CU-plan: extra banen en meer koopkracht
Een pakket wijzigingsvoorstellen van de ChristenUnie ten aanzien van de rijksbegroting die het kabinet dinsdag presenteert, zou komend jaar leiden tot meer banen, een iets hogere economische groei en een betere koopkracht voor vooral de middeninkomens.
Dat blijkt uit een doorrekening van het Centraal Planbureau die de ChristenUnie maandagmorgen heeft vrijgegeven. Tegenover de positieve resultaten staat een iets hoger begrotingstekort: 2,7 in plaats van 2,6 procent. De hogere economische groei (0,1 procent) hangt overigens volledig samen met de 10.000 extra banen die de ChristenUnie bij de overheid creëert.
Met de wijzigingsvoorstellen heeft de ChristenUnie niet alleen de werkgelegenheid op het oog, maar ook de koopkracht van chronisch zieken, gehandicapten en gezinnen. Volgens het CPB leiden de maatregelen tot een gemiddelde koopkrachtstijging van een kwart procent. Inderdaad gaan vooral kostwinners met een middeninkomen erop vooruit en profiteren lagere inkomens meer dan hogere.

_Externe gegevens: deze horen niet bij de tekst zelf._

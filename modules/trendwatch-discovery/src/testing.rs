// Test mocks for the discovery core, one per trait boundary:
//
// - MockTrendSource (TrendSource) — HashMap-based term→series / term→related,
//   with call counters and failure/rate-limit injection
// - MemorySnapshotStore (SnapshotStore) — in-memory append-only rows
// - RecordingSleeper (Sleeper) — no real waiting, records requested durations
// - FixedClock (Clock) — deterministic now()

use std::collections::{HashMap, HashSet};
use std::sync::Mutex;
use std::time::Duration;

use anyhow::{bail, Result};
use async_trait::async_trait;
use chrono::{DateTime, Utc};

use gtrends_client::{RelatedEntry, RelatedQueries, TrendsError};
use trendwatch_common::DiscoverySnapshot;

use crate::traits::{Clock, Sleeper, SnapshotStore, TrendSource};

// ---------------------------------------------------------------------------
// MockTrendSource
// ---------------------------------------------------------------------------

/// HashMap-based trend source. Terms without a registered series are simply
/// absent from the response, matching the real source's behavior for
/// no-data terms. Builder pattern: `.on_series()`, `.on_related()`,
/// `.fail_series_for()`, `.rate_limit_next_series()`.
#[derive(Default)]
pub struct MockTrendSource {
    series: HashMap<String, Vec<f64>>,
    related: HashMap<String, RelatedQueries>,
    fail_series: HashSet<String>,
    fail_related: HashSet<String>,
    rate_limit_series: Mutex<u32>,
    series_calls: Mutex<u32>,
    related_calls: Mutex<u32>,
}

impl MockTrendSource {
    pub fn new() -> Self {
        Self::default()
    }

    pub fn on_series(mut self, term: &str, values: &[f64]) -> Self {
        self.series.insert(term.to_string(), values.to_vec());
        self
    }

    pub fn on_related(mut self, term: &str, queries: RelatedQueries) -> Self {
        self.related.insert(term.to_string(), queries);
        self
    }

    /// Any series request containing `term` fails with a non-retryable
    /// upstream error (chunk granularity, like the real thing).
    pub fn fail_series_for(mut self, term: &str) -> Self {
        self.fail_series.insert(term.to_string());
        self
    }

    /// Any related request containing `term` fails with a non-retryable
    /// upstream error.
    pub fn fail_related_for(mut self, term: &str) -> Self {
        self.fail_related.insert(term.to_string());
        self
    }

    /// The next `n` series requests answer 429 before real data flows.
    pub fn rate_limit_next_series(self, n: u32) -> Self {
        *self.rate_limit_series.lock().unwrap() = n;
        self
    }

    pub fn series_call_count(&self) -> u32 {
        *self.series_calls.lock().unwrap()
    }

    pub fn related_call_count(&self) -> u32 {
        *self.related_calls.lock().unwrap()
    }

    pub fn total_call_count(&self) -> u32 {
        self.series_call_count() + self.related_call_count()
    }
}

#[async_trait]
impl TrendSource for MockTrendSource {
    async fn interest_over_time(
        &self,
        terms: &[String],
        _geo: &str,
        _timeframe: &str,
    ) -> gtrends_client::Result<HashMap<String, Vec<f64>>> {
        *self.series_calls.lock().unwrap() += 1;

        {
            let mut remaining = self.rate_limit_series.lock().unwrap();
            if *remaining > 0 {
                *remaining -= 1;
                return Err(TrendsError::RateLimited);
            }
        }

        if terms.iter().any(|t| self.fail_series.contains(t)) {
            return Err(TrendsError::Api {
                status: 500,
                message: "injected series failure".to_string(),
            });
        }

        Ok(terms
            .iter()
            .filter_map(|t| self.series.get(t).map(|v| (t.clone(), v.clone())))
            .collect())
    }

    async fn related_queries(
        &self,
        terms: &[String],
        _geo: &str,
        _timeframe: &str,
    ) -> gtrends_client::Result<HashMap<String, RelatedQueries>> {
        *self.related_calls.lock().unwrap() += 1;

        if terms.iter().any(|t| self.fail_related.contains(t)) {
            return Err(TrendsError::Api {
                status: 500,
                message: "injected related failure".to_string(),
            });
        }

        Ok(terms
            .iter()
            .filter_map(|t| self.related.get(t).map(|q| (t.clone(), q.clone())))
            .collect())
    }
}

/// Shorthand for building a RelatedQueries fixture.
pub fn related(top: &[(&str, i64)], rising: &[(&str, i64)]) -> RelatedQueries {
    let entries = |list: &[(&str, i64)]| {
        list.iter()
            .map(|(query, value)| RelatedEntry {
                query: (*query).to_string(),
                value: *value,
            })
            .collect()
    };
    RelatedQueries {
        top: entries(top),
        rising: entries(rising),
    }
}

// ---------------------------------------------------------------------------
// MemorySnapshotStore
// ---------------------------------------------------------------------------

/// In-memory snapshot store. Append-only like the real table; construct the
/// failing variants to exercise the degradation paths.
pub struct MemorySnapshotStore {
    rows: Mutex<Vec<DiscoverySnapshot>>,
    fail_reads: bool,
    fail_writes: bool,
}

impl MemorySnapshotStore {
    pub fn new() -> Self {
        Self {
            rows: Mutex::new(Vec::new()),
            fail_reads: false,
            fail_writes: false,
        }
    }

    pub fn failing_reads() -> Self {
        Self {
            fail_reads: true,
            ..Self::new()
        }
    }

    pub fn failing_writes() -> Self {
        Self {
            fail_writes: true,
            ..Self::new()
        }
    }

    /// All persisted rows, in insertion order (for test assertions).
    pub fn rows(&self) -> Vec<DiscoverySnapshot> {
        self.rows.lock().unwrap().clone()
    }
}

impl Default for MemorySnapshotStore {
    fn default() -> Self {
        Self::new()
    }
}

#[async_trait]
impl SnapshotStore for MemorySnapshotStore {
    async fn insert(&self, snapshot: &DiscoverySnapshot) -> Result<()> {
        if self.fail_writes {
            bail!("MemorySnapshotStore: injected write failure");
        }
        self.rows.lock().unwrap().push(snapshot.clone());
        Ok(())
    }

    async fn latest_since(
        &self,
        scenario: &str,
        geo: &str,
        cutoff: DateTime<Utc>,
    ) -> Result<Option<DiscoverySnapshot>> {
        if self.fail_reads {
            bail!("MemorySnapshotStore: injected read failure");
        }
        let rows = self.rows.lock().unwrap();
        Ok(rows
            .iter()
            .filter(|s| s.scenario == scenario && s.geo == geo && s.created_at >= cutoff)
            .max_by_key(|s| s.created_at)
            .cloned())
    }
}

// ---------------------------------------------------------------------------
// RecordingSleeper / FixedClock
// ---------------------------------------------------------------------------

/// Sleeper that never waits and records every requested duration.
#[derive(Default)]
pub struct RecordingSleeper {
    sleeps: Mutex<Vec<Duration>>,
}

impl RecordingSleeper {
    pub fn new() -> Self {
        Self::default()
    }

    pub fn sleeps(&self) -> Vec<Duration> {
        self.sleeps.lock().unwrap().clone()
    }
}

#[async_trait]
impl Sleeper for RecordingSleeper {
    async fn sleep(&self, duration: Duration) {
        self.sleeps.lock().unwrap().push(duration);
    }
}

/// Clock pinned to a fixed instant.
pub struct FixedClock {
    now: DateTime<Utc>,
}

impl FixedClock {
    pub fn at(now: DateTime<Utc>) -> Self {
        Self { now }
    }
}

impl Clock for FixedClock {
    fn now(&self) -> DateTime<Utc> {
        self.now
    }
}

Hoezeer chronisch zieken en gehandicapten precies profiteren, valt in generieke koopkrachtcijfers moeilijk uit te drukken. Wel is duidelijk dat de ChristenUnie een aantal pijnlijke bezuinigingen voor deze groepen wil terugdraaien. In totaal wil de partij ten opzichte van de kabinetsplannen 400 miljoen euro meer uitgeven. Daartegenover staan bezuinigingsvoorstellen van 1100 miljoen. Zo gaat de belasting op vermogens van boven de 1,25 miljoen licht omhoog (0,1 procent), geldt de hypotheekrenteaftrek nog maar tot 250.000 euro en komt er een vaarbelasting voor plezierjachten.
Het „christelijk-sociale inkomensplan”, dat de titel ”Omzien naar elkaar” heeft meegekregen, leidt tot een lastenverlichting van in totaal 900 miljoen euro, waarvan 400 miljoen naar gezinnen gaat en 600 miljoen naar bedrijven.
Partijleider Rouvoet reageert verheugd op de resultaten van de doorrekening: „Dit plan haalt nu de scherpte kantjes van het kabinetsbeleid af en leidt op de langere termijn structureel tot positieve effecten, omdat het bijdraagt aan meer vertrouwen in de samenleving.”